### WHAT IS EXPECTED
Only the lines below from the one containing "verbosity selected by" to the one containing "use clap::Parser;" should be repeated, both included and unchanged.

### RECORDS SUPPLIED
===

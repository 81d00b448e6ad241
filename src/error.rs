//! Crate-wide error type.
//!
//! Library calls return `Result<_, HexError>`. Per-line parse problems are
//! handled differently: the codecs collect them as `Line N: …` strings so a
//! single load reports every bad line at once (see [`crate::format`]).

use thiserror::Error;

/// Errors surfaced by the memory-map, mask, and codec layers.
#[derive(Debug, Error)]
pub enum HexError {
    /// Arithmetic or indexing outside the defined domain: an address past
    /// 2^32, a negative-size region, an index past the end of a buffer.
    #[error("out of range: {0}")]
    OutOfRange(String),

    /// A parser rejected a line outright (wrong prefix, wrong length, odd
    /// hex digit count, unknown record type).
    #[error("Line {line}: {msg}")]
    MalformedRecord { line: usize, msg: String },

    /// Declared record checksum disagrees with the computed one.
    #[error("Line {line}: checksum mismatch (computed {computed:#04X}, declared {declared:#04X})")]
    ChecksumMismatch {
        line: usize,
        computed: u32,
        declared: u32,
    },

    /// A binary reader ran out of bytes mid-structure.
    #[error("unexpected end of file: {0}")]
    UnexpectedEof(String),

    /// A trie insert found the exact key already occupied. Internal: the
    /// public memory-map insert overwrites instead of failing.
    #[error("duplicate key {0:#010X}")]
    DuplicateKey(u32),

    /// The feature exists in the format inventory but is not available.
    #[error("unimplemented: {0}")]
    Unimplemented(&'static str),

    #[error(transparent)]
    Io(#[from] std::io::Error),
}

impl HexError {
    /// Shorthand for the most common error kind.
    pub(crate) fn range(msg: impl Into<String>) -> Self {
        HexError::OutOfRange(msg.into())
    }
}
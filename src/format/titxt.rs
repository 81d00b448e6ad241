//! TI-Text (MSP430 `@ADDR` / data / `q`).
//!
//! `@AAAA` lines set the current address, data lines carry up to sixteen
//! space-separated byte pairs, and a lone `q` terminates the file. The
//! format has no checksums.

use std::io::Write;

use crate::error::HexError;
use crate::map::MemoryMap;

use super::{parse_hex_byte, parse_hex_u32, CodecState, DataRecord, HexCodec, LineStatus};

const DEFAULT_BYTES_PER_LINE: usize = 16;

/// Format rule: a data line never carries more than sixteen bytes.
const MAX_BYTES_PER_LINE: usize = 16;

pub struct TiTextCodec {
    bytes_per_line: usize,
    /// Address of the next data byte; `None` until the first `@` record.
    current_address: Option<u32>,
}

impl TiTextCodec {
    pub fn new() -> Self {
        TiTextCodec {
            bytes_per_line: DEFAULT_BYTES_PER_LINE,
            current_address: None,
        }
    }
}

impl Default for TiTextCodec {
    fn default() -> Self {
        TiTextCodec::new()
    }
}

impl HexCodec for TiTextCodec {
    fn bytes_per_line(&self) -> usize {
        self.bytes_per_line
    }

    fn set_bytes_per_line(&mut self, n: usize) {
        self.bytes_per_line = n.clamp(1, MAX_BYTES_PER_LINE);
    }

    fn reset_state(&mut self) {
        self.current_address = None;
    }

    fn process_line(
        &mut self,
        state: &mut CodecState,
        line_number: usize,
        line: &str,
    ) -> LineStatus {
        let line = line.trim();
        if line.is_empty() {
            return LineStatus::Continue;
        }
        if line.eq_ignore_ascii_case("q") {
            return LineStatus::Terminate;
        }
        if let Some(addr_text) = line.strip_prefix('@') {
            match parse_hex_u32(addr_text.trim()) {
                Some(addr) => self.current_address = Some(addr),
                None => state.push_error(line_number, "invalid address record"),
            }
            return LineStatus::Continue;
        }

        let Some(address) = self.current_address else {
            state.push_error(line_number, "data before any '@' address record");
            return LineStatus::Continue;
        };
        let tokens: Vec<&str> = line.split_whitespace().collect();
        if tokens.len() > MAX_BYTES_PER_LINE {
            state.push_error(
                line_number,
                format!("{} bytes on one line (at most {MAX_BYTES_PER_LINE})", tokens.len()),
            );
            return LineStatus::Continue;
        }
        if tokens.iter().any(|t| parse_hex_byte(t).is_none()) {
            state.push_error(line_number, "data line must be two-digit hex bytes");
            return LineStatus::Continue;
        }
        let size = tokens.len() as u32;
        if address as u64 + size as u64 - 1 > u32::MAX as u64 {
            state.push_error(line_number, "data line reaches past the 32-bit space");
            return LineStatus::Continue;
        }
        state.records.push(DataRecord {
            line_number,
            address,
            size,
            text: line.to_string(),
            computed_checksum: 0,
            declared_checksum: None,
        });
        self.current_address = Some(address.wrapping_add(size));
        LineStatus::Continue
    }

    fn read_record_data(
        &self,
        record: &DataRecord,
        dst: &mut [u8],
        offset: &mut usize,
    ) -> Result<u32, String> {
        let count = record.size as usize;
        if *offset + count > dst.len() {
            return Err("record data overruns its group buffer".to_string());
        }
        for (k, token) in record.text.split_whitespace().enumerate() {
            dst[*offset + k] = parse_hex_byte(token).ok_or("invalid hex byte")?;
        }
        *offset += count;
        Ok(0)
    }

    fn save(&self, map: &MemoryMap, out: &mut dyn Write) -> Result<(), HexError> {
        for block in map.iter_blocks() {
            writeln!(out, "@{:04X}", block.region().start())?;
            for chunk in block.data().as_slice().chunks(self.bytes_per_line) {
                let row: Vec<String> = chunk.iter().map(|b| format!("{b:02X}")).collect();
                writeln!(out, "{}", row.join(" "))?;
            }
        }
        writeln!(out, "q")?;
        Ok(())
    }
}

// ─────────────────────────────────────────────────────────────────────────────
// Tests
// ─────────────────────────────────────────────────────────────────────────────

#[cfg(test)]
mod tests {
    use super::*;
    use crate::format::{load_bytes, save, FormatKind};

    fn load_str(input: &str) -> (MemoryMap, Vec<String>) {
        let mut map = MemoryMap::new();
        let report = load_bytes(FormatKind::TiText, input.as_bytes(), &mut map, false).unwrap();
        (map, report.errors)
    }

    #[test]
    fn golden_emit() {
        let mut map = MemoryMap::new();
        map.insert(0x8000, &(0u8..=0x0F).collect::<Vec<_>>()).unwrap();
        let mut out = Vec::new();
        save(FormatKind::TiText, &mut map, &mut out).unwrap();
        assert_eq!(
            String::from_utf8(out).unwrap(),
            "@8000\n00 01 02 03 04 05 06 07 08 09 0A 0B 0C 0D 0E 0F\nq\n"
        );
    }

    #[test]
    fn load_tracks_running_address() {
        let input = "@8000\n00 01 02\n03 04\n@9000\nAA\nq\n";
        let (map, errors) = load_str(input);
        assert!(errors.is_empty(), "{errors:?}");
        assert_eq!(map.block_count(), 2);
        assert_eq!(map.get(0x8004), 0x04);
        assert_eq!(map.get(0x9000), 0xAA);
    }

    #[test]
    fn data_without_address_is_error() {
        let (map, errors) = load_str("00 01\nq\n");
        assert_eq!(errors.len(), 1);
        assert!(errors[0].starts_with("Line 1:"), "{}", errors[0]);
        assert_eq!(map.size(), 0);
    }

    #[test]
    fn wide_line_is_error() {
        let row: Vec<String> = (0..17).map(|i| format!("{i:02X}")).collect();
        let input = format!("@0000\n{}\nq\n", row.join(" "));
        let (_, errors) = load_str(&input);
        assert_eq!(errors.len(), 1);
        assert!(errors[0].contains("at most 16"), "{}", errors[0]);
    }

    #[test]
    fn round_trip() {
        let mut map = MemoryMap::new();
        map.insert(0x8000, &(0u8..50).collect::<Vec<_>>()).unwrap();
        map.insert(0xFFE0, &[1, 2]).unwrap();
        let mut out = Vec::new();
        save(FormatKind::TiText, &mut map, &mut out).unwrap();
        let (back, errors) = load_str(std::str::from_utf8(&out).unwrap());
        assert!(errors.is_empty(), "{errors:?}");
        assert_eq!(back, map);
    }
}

===

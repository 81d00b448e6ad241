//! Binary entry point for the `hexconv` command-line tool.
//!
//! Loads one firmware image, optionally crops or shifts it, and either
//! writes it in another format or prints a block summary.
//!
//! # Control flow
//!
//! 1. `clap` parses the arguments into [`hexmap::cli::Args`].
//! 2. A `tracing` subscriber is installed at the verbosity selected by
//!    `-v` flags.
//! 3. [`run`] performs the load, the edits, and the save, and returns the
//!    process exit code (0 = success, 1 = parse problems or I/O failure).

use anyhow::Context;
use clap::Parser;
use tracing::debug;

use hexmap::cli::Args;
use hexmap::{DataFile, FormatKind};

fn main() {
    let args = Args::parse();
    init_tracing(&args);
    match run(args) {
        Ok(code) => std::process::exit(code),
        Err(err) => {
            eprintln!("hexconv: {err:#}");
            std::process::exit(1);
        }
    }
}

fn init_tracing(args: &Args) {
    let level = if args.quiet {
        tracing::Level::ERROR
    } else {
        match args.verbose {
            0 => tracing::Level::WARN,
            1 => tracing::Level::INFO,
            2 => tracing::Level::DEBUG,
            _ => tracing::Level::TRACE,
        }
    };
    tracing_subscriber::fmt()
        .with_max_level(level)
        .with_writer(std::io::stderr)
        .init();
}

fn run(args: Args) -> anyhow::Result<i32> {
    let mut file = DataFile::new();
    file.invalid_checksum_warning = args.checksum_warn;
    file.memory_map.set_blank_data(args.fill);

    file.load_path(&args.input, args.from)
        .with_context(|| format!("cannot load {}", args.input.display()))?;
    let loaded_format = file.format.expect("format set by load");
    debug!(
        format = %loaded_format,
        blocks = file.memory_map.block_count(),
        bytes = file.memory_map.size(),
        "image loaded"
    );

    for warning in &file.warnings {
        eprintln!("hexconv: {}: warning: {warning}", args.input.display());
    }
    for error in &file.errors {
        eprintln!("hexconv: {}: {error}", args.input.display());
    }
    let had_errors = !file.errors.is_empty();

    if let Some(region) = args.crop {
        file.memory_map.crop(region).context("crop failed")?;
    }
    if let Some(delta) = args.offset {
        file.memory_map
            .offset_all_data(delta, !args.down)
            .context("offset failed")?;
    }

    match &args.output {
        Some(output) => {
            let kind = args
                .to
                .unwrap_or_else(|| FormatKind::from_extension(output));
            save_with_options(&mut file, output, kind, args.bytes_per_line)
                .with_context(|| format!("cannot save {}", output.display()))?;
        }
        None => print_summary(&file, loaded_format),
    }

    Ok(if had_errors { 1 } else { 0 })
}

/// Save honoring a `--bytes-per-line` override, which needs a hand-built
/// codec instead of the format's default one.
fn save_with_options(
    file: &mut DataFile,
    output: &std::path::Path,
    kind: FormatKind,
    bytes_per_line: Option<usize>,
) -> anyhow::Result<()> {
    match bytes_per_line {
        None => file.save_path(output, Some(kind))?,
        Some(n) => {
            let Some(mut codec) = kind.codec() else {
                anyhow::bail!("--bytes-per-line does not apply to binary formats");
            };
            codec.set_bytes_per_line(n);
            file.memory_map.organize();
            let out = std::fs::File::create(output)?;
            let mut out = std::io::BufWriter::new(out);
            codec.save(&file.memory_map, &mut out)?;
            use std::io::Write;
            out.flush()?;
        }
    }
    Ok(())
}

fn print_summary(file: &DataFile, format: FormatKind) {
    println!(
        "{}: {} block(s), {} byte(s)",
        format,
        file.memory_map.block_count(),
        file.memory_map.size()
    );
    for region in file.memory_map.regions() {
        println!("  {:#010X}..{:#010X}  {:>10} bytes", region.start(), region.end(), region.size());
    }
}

===

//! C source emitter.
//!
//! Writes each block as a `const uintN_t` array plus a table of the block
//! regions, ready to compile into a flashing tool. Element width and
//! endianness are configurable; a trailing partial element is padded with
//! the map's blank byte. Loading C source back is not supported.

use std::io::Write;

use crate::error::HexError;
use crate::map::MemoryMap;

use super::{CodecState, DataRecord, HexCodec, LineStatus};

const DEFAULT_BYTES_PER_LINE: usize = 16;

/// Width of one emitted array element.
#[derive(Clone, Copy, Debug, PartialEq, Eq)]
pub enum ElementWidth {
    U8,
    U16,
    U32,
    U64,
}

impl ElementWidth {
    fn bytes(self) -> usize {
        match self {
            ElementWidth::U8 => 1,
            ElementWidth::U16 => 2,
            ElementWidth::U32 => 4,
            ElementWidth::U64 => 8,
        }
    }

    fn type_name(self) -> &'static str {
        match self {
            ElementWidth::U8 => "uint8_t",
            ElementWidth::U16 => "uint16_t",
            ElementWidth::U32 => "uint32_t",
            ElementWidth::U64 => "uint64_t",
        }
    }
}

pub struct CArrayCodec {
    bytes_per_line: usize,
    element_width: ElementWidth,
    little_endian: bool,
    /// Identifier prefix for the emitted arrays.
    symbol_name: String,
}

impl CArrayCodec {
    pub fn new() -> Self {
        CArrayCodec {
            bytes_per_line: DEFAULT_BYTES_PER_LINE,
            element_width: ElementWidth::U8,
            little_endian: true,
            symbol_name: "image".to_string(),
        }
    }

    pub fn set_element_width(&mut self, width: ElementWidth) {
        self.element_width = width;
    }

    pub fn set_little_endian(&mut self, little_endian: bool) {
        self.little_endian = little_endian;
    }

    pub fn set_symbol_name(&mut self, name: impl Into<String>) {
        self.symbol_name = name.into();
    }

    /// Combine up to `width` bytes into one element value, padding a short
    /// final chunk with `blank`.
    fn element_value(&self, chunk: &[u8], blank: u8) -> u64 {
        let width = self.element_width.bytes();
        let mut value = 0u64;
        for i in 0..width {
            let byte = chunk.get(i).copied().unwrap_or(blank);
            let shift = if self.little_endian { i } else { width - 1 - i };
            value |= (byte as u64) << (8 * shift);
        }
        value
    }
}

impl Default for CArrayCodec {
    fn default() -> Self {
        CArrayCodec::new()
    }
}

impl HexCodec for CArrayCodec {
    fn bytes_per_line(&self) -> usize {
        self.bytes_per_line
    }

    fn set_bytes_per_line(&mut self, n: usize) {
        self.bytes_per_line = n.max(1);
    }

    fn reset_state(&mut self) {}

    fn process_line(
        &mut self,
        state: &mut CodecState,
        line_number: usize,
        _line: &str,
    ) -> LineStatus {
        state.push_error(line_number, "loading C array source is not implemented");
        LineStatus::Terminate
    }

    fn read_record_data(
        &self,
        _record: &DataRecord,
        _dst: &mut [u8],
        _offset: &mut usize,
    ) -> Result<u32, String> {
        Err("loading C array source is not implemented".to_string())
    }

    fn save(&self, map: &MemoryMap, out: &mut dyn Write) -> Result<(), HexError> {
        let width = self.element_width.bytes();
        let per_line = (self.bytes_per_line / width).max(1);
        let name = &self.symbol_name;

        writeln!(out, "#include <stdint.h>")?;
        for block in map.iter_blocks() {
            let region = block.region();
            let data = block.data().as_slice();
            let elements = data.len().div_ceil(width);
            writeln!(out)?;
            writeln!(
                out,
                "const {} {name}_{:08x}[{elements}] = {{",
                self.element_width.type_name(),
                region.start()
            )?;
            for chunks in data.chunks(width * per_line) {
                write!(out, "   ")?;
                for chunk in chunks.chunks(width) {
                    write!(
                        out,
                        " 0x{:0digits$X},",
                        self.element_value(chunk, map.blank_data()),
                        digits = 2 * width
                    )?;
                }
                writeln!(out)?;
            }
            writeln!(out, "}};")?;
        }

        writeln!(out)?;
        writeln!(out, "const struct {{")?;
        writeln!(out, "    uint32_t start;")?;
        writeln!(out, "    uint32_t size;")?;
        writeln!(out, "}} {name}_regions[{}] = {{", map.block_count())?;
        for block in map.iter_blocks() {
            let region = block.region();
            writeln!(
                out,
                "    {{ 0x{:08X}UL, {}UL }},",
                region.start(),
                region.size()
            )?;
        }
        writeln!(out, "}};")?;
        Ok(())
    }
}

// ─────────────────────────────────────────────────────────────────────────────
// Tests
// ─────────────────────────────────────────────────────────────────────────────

===

### EXPECTED ANSWER
//! 2. A `tracing` subscriber is installed at the verbosity selected by
//!    `-v` flags.
//! 3. [`run`] performs the load, the edits, and the save, and returns the
//!    process exit code (0 = success, 1 = parse problems or I/O failure).

use anyhow::Context;
use clap::Parser;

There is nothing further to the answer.